Do you call it a Library Print, a Bookshelf Pattern, or the Bookworm's Delight? The lack of established labeling conventions for these prints make searching for them difficult. I'd like to agree on library print.
This greyscale library print on rayon is the loveliest I have seen in quite some time. A library print must have other elements besides book spines and here we have some very active-looking statuettes (art deco ladies in crash helmets with arms akimbo)and some vases, but the real tour de force comes from the addition of the electric fan. The vintage radio too is a great touch, though more muted, its horizontal lines mirroring the stacking of books. But the fan in all its circularity is what elevates this print to greatness.
This terrific blouse is available for sale here, from Adrian Company Vintage, who has posted these pictures on Etsy. While the print is spectacular, and it appears to be a very wearable medium, over-sized 80's blouses can be difficult to wear. I'd pair it with a rather short skirt to elongate the silhouette widened by the boxy top. I'd be tempted to keep the rest of the ensemble greyscale as well.
I have long been looking for a library print book bag. This is a print that has been made into various bags.
This one was part of last summer's collection by WoodWood in Denmark. I like the placement of the print on this bag and how the vertical books move down along the body on the strap, but that style of bag is difficult for a short woman to wear (the long strap would leave the bag itself somewhere around my knees). The same print was also available last summer in a tote bag at the Morgan Library gift shop, which I keenly regret not snapping up when I had the chance. The closest I've been able to find in this photoprint of some book spines from Thomas Jefferson's Library.
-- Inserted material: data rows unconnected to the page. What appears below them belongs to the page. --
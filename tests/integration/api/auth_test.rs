//! Authentication API integration tests
//!
//! Registration, login, token refresh, identity lookup and user search.

use crate::common::auth_helpers::{create_test_user, TEST_SECRET};
use crate::common::server::TestServer;
use crate::{assert_ok, assert_status};
use callrelay::backend::auth::sessions::verify_token;
use serde_json::{json, Value};

async fn register(server: &TestServer, username: &str) -> reqwest::Response {
    server
        .http
        .post(server.url("/api/auth/register"))
        .json(&json!({
            "username": username,
            "email": format!("{username}@example.com"),
            "password": "password123",
        }))
        .send()
        .await
        .unwrap()
}

#[tokio::test]
async fn test_register_success() {
    let server = TestServer::spawn().await;

    let response = register(&server, "alice").await;
    assert_status!(response, 201);

    let body: Value = response.json().await.unwrap();
    assert!(body["message"].is_string());
    let user_id = body["user_id"].as_str().unwrap();
    assert_ok!(uuid::Uuid::parse_str(user_id));
}

#[tokio::test]
async fn test_register_duplicate_is_conflict() {
    let server = TestServer::spawn().await;

    assert_status!(register(&server, "alice").await, 201);
    let response = register(&server, "alice").await;
    assert_status!(response, 409);

    let body: Value = response.json().await.unwrap();
    assert!(body["error"].is_string());
    assert_eq!(body["status"], 409);
}

#[tokio::test]
async fn test_register_validation() {
    let server = TestServer::spawn().await;

    let response = server
        .http
        .post(server.url("/api/auth/register"))
        .json(&json!({"username": "bob", "email": "bob-at-example", "password": "password123"}))
        .send()
        .await
        .unwrap();
    assert_status!(response, 400);

    let response = server
        .http
        .post(server.url("/api/auth/register"))
        .json(&json!({"username": "bob", "email": "bob@example.com", "password": "short"}))
        .send()
        .await
        .unwrap();
    assert_status!(response, 400);
}

#[tokio::test]
async fn test_login_and_identity() {
    let server = TestServer::spawn().await;
    let registered: Value = register(&server, "alice").await.json().await.unwrap();

    let response = server
        .http
        .post(server.url("/api/auth/login"))
        .json(&json!({"login": "alice@example.com", "password": "password123"}))
        .send()
        .await
        .unwrap();
    assert_status!(response, 200);
    let token = response.json::<Value>().await.unwrap()["token"]
        .as_str()
        .unwrap()
        .to_string();

    let response = server
        .http
        .get(server.url("/api/user/id"))
        .bearer_auth(&token)
        .send()
        .await
        .unwrap();
    assert_status!(response, 200);
    let body: Value = response.json().await.unwrap();
    assert_eq!(body["userID"], registered["user_id"]);
    assert!(body.get("user_id").is_none());
}

#[tokio::test]
async fn test_login_wrong_password_is_unauthorized() {
    let server = TestServer::spawn().await;
    register(&server, "alice").await;

    let response = server
        .http
        .post(server.url("/api/auth/login"))
        .json(&json!({"login": "alice", "password": "wrong-password"}))
        .send()
        .await
        .unwrap();
    assert_status!(response, 401);
}

#[tokio::test]
async fn test_protected_route_requires_token() {
    let server = TestServer::spawn().await;

    let response = server.http.get(server.url("/api/user/id")).send().await.unwrap();
    assert_status!(response, 401);

    let response = server
        .http
        .get(server.url("/api/user/id"))
        .bearer_auth("not-a-token")
        .send()
        .await
        .unwrap();
    assert_status!(response, 401);
}

#[tokio::test]
async fn test_refresh_desktop_gets_long_lived_token() {
    let server = TestServer::spawn().await;
    let user = create_test_user(&server.state.pool, "alice").await;

    let response = server
        .http
        .post(server.url("/api/auth/refresh"))
        .bearer_auth(&user.token)
        .header("X-Client-Type", "desktop")
        .send()
        .await
        .unwrap();
    assert_status!(response, 200);

    let token = response.json::<Value>().await.unwrap()["token"]
        .as_str()
        .unwrap()
        .to_string();
    let claims = verify_token(&token, TEST_SECRET).unwrap();
    assert_eq!(claims.row_id().unwrap(), user.row_id);
    assert_eq!(claims.exp - claims.iat, 30 * 24 * 60 * 60);
}

#[tokio::test]
async fn test_search_excludes_caller() {
    let server = TestServer::spawn().await;
    let alice = create_test_user(&server.state.pool, "alice").await;
    create_test_user(&server.state.pool, "alina").await;
    create_test_user(&server.state.pool, "bob").await;

    let response = server
        .http
        .get(server.url("/api/users/search?q=ali"))
        .bearer_auth(&alice.token)
        .send()
        .await
        .unwrap();
    assert_status!(response, 200);

    let body: Value = response.json().await.unwrap();
    let names: Vec<&str> = body["users"]
        .as_array()
        .unwrap()
        .iter()
        .map(|u| u["username"].as_str().unwrap())
        .collect();
    assert_eq!(names, vec!["alina"]);
}
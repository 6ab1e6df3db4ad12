//! Error types for the AOC HTTP client

use thiserror::Error;

/// Errors that can occur when using the AOC HTTP client
#[derive(Error, Debug)]
pub enum AocError {
    /// HTTP request failed
    #[error("HTTP request failed: {0}")]
    Request(#[from] reqwest::Error),

    /// Invalid HTTP status code received
    #[error("Invalid HTTP status: {status}")]
    InvalidStatus {
        /// The status code that was received
        status: reqwest::StatusCode,
    },

    /// Failed to decode response as UTF-8
    #[error("Failed to decode response as UTF-8")]
    Encoding,

    /// The session cookie cannot be sent as a header value
    #[error("Invalid session cookie")]
    InvalidSession,

    /// Client initialization failed
    #[error("Client initialization failed: {0}")]
    ClientInit(String),
}

impl AocError {
    /// The puzzle does not exist or is not unlocked yet
    pub fn is_not_found(&self) -> bool {
        matches!(
            self,
            AocError::InvalidStatus { status } if *status == reqwest::StatusCode::NOT_FOUND
        )
    }
}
While this bag is reasonably priced and available through the History Channel, of all places,and looks bookishly practical, nonetheless I don't believe in wearing novelty prints that one cannot vouch for or discuss coherently. U.S. History routinely fails to interest me and I often horrify the young Akhenaten with the gaps in my knowledge. Akhenaten, my young Egyptian paramour, can name more U.S. Presidents (and in chronological order) than I can. In order to comply with my own rule about standing by one's novelty prints, I'd have to visit the Library of Congress (the originator of this tote) and read a book or two about Thomas Jefferson just to keep from embarassing myself. And what if I am cornered on the subway by a Constitution enthusiast? For the love of Maude, isn't all of that a heavy trip to put on a tote bag?
Then I got to thinking about U.S. Presidential Libraries. Do they all have gift shops? Do they all put out tote bags? Have I hit a vein of Library Print items? Is this the motherlode?
Sadly, no. I was really hoping for a Nixon Presidential Memorial and Library Watergate Commerative tote bag, but there is no such animal. I would have settled for a Nixon in China tote, but Tricky Dick's library is one of the few without a gift shop. Most of the Presidential libraries are administered by NARA, National Archives and Records Administration. The gift shops are fairly standardized with pens and caps with the particular president's signature or a famous quote, a section for books by and about the president, and a kids section with model Airforce1 planes and tiny t-shirts that say "Future President". Perhaps a section with costume jewelry reproductions of pieces worn by the first lady. The Franklin Delano Roosevelt Library and Museum has the New Deal Store where you can pick up mugs commemorating 75 years of Social Security. There are also busts and sculptures of both FDR and Eleanor. But my favorite so far would have to be a 6 inch statue of FDR as the Sphinx. Apparently based on a caricature of FDR it must be seen to be believed.